The INDIA grouping took a fresh blow over the weekend as West Bengal’s ruling Trinamool Congress (TMC) left the Congress party in the cold on pre-poll seat sharing, announcing its own candidates for all 42 seats up for contest in the state in the upcoming Lok Sabha elections. This amounts to fresh evidence of deep internal differences within the group that have all along clouded its prospects of putting up a credible joint front against the Bharatiya Janata Party (BJP), which rules the country at the Centre. Earlier, the opposition Aam Aadmi Party (AAP) had said it would go solo in Punjab, although it did strike a seat-sharing pact with the Congress in Delhi.

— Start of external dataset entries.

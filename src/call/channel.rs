use crate::call::session::{CommandReply, SessionError, SessionRouter};
use crate::call::{decode_message, encode_message, CallError, CibMessage, CibStatus, MessageKind};
use crate::grpc::grpc_cib_client::GrpcCibClient;
use crate::grpc::{proto_command_error, proto_command_result, ProtoCallbackRegistration};
use std::net::SocketAddr;
use std::sync::Arc;
use tokio::sync::mpsc;
use tonic::transport::{Channel, Endpoint};
use tonic::Request;

const CALLBACK_QUEUE_SIZE: usize = 64;

/// CommandChannel is how a `CibConnection` reaches a node: either in process, or over gRPC.
#[async_trait::async_trait]
pub(crate) trait CommandChannel: Send + Sync {
    /// Opens the callback channel and returns the client token. The registration message itself
    /// is consumed.
    async fn register(&self, client_name: &str) -> Result<(String, mpsc::Receiver<CibMessage>), CallError>;

    /// Sends one command. `None` means the node accepted it and any reply will arrive on the
    /// callback channel.
    async fn command(&self, message: CibMessage) -> Result<Option<CibMessage>, CallError>;
}

fn token_from_registration(message: Option<CibMessage>) -> Result<String, CallError> {
    match message {
        Some(CibMessage {
            kind: MessageKind::Register,
            client_id: Some(token),
            ..
        }) => Ok(token),
        Some(other) => Err(CallError::SendFailed(format!(
            "expected registration on callback channel, got {:?}",
            other.kind
        ))),
        None => Err(CallError::NotConnected),
    }
}

/// In-process channel to a node's session router.
pub(crate) struct LocalChannel {
    router: Arc<SessionRouter>,
    privileged: bool,
}

impl LocalChannel {
    pub(crate) fn new(router: Arc<SessionRouter>, privileged: bool) -> Self {
        LocalChannel { router, privileged }
    }
}

#[async_trait::async_trait]
impl CommandChannel for LocalChannel {
    async fn register(&self, client_name: &str) -> Result<(String, mpsc::Receiver<CibMessage>), CallError> {
        let (_, mut callbacks) = self.router.register(client_name);
        let token = token_from_registration(callbacks.recv().await)?;
        Ok((token, callbacks))
    }

    async fn command(&self, message: CibMessage) -> Result<Option<CibMessage>, CallError> {
        let call_id = message.call_id;
        match self.router.handle_command(message, self.privileged).await {
            Ok(CommandReply::Reply(reply)) => Ok(Some(reply)),
            Ok(CommandReply::Accepted) => Ok(None),
            Err(SessionError::UnknownClient) => Err(CallError::Status {
                call_id,
                status: CibStatus::CallbackToken,
                output: None,
            }),
            Err(SessionError::ActorExited) | Err(SessionError::Fatal(_)) => Err(CallError::NotConnected),
        }
    }
}

/// gRPC channel to a remote node's client service.
pub(crate) struct GrpcChannel {
    logger: slog::Logger,
    client: GrpcCibClient<Channel>,
}

impl GrpcChannel {
    pub(crate) async fn connect(logger: slog::Logger, addr: SocketAddr) -> Result<Self, CallError> {
        let endpoint =
            Endpoint::from_shared(format!("http://{}", addr)).map_err(|e| CallError::SendFailed(e.to_string()))?;
        let channel = endpoint.connect().await.map_err(|e| {
            slog::warn!(logger, "Failed to connect to {}: {}", addr, e);
            CallError::NotConnected
        })?;

        Ok(GrpcChannel {
            logger,
            client: GrpcCibClient::new(channel),
        })
    }
}

#[async_trait::async_trait]
impl CommandChannel for GrpcChannel {
    async fn register(&self, client_name: &str) -> Result<(String, mpsc::Receiver<CibMessage>), CallError> {
        let registration = ProtoCallbackRegistration {
            client_name: client_name.to_string(),
        };
        let mut stream = self
            .client
            .clone()
            .callbacks(Request::new(registration))
            .await
            .map_err(|status| CallError::SendFailed(status.to_string()))?
            .into_inner();

        let first = match stream.message().await {
            Ok(Some(proto)) => Some(decode_message(proto).map_err(|e| CallError::SendFailed(e.to_string()))?),
            Ok(None) => None,
            Err(status) => return Err(CallError::SendFailed(status.to_string())),
        };
        let token = token_from_registration(first)?;

        let (tx, rx) = mpsc::channel(CALLBACK_QUEUE_SIZE);
        let logger = self.logger.clone();
        tokio::spawn(async move {
            loop {
                let proto = match stream.message().await {
                    Ok(Some(proto)) => proto,
                    Ok(None) => break,
                    Err(status) => {
                        slog::warn!(logger, "Callback channel failed: {}", status);
                        break;
                    }
                };
                slog::debug!(logger, "ClientWire - {:?}", proto);
                match decode_message(proto) {
                    Ok(message) => {
                        if tx.send(message).await.is_err() {
                            break;
                        }
                    }
                    Err(e) => slog::warn!(logger, "Dropping malformed callback message: {}", e),
                }
            }
        });

        Ok((token, rx))
    }

    async fn command(&self, message: CibMessage) -> Result<Option<CibMessage>, CallError> {
        let call_id = message.call_id;
        let proto = encode_message(&message).map_err(|e| CallError::SendFailed(e.to_string()))?;

        slog::debug!(self.logger, "ClientWire - {:?}", proto);
        let result = self.client.clone().command(Request::new(proto)).await;
        slog::debug!(self.logger, "ClientWire - {:?}", result);

        let result = result.map_err(|status| CallError::SendFailed(status.to_string()))?;
        match result.into_inner().result {
            Some(proto_command_result::Result::Reply(reply)) => decode_message(reply)
                .map(Some)
                .map_err(|e| CallError::SendFailed(e.to_string())),
            Some(proto_command_result::Result::Accepted(_)) => Ok(None),
            Some(proto_command_result::Result::Err(e)) => match e.err {
                Some(proto_command_error::Err::UnknownClient(_)) => Err(CallError::Status {
                    call_id,
                    status: CibStatus::CallbackToken,
                    output: None,
                }),
                Some(proto_command_error::Err::Malformed(m)) => Err(CallError::SendFailed(m.message)),
                Some(proto_command_error::Err::ServerFault(_)) | None => Err(CallError::NotConnected),
            },
            None => Err(CallError::SendFailed("empty command result".to_string())),
        }
    }
}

Its differing positions are perhaps explained by its strength in the two states. Having won eight of Punjab’s 13 parliamentary seats in 2019, AAP sees itself as the dominant player there, and hence does not want to cede space. In Delhi, however, despite AAP’s overwhelming majority in the state assembly, its seven Lok Sabha seats were swept entirely by the BJP five years ago.
So, a coordinated fight by AAP and Congress makes more sense in the national capital. That said, such divisions within the INDIA bloc make for bad optics. Politics, after all, is about perceptions.
And with the opposition group’s members pulling in different directions, the BJP has taken a clear lead as far as pre-poll arrangements go—even though it expects to win power once again on its own. Over the weekend, the BJP brought the Telugu Desam Party (TDP) of Andhra Pradesh back into the fold of the National Democratic Alliance (NDA), which it leads. How the two parties split the 25 seats in this southern state is yet to be worked out, but these details look like just a formality.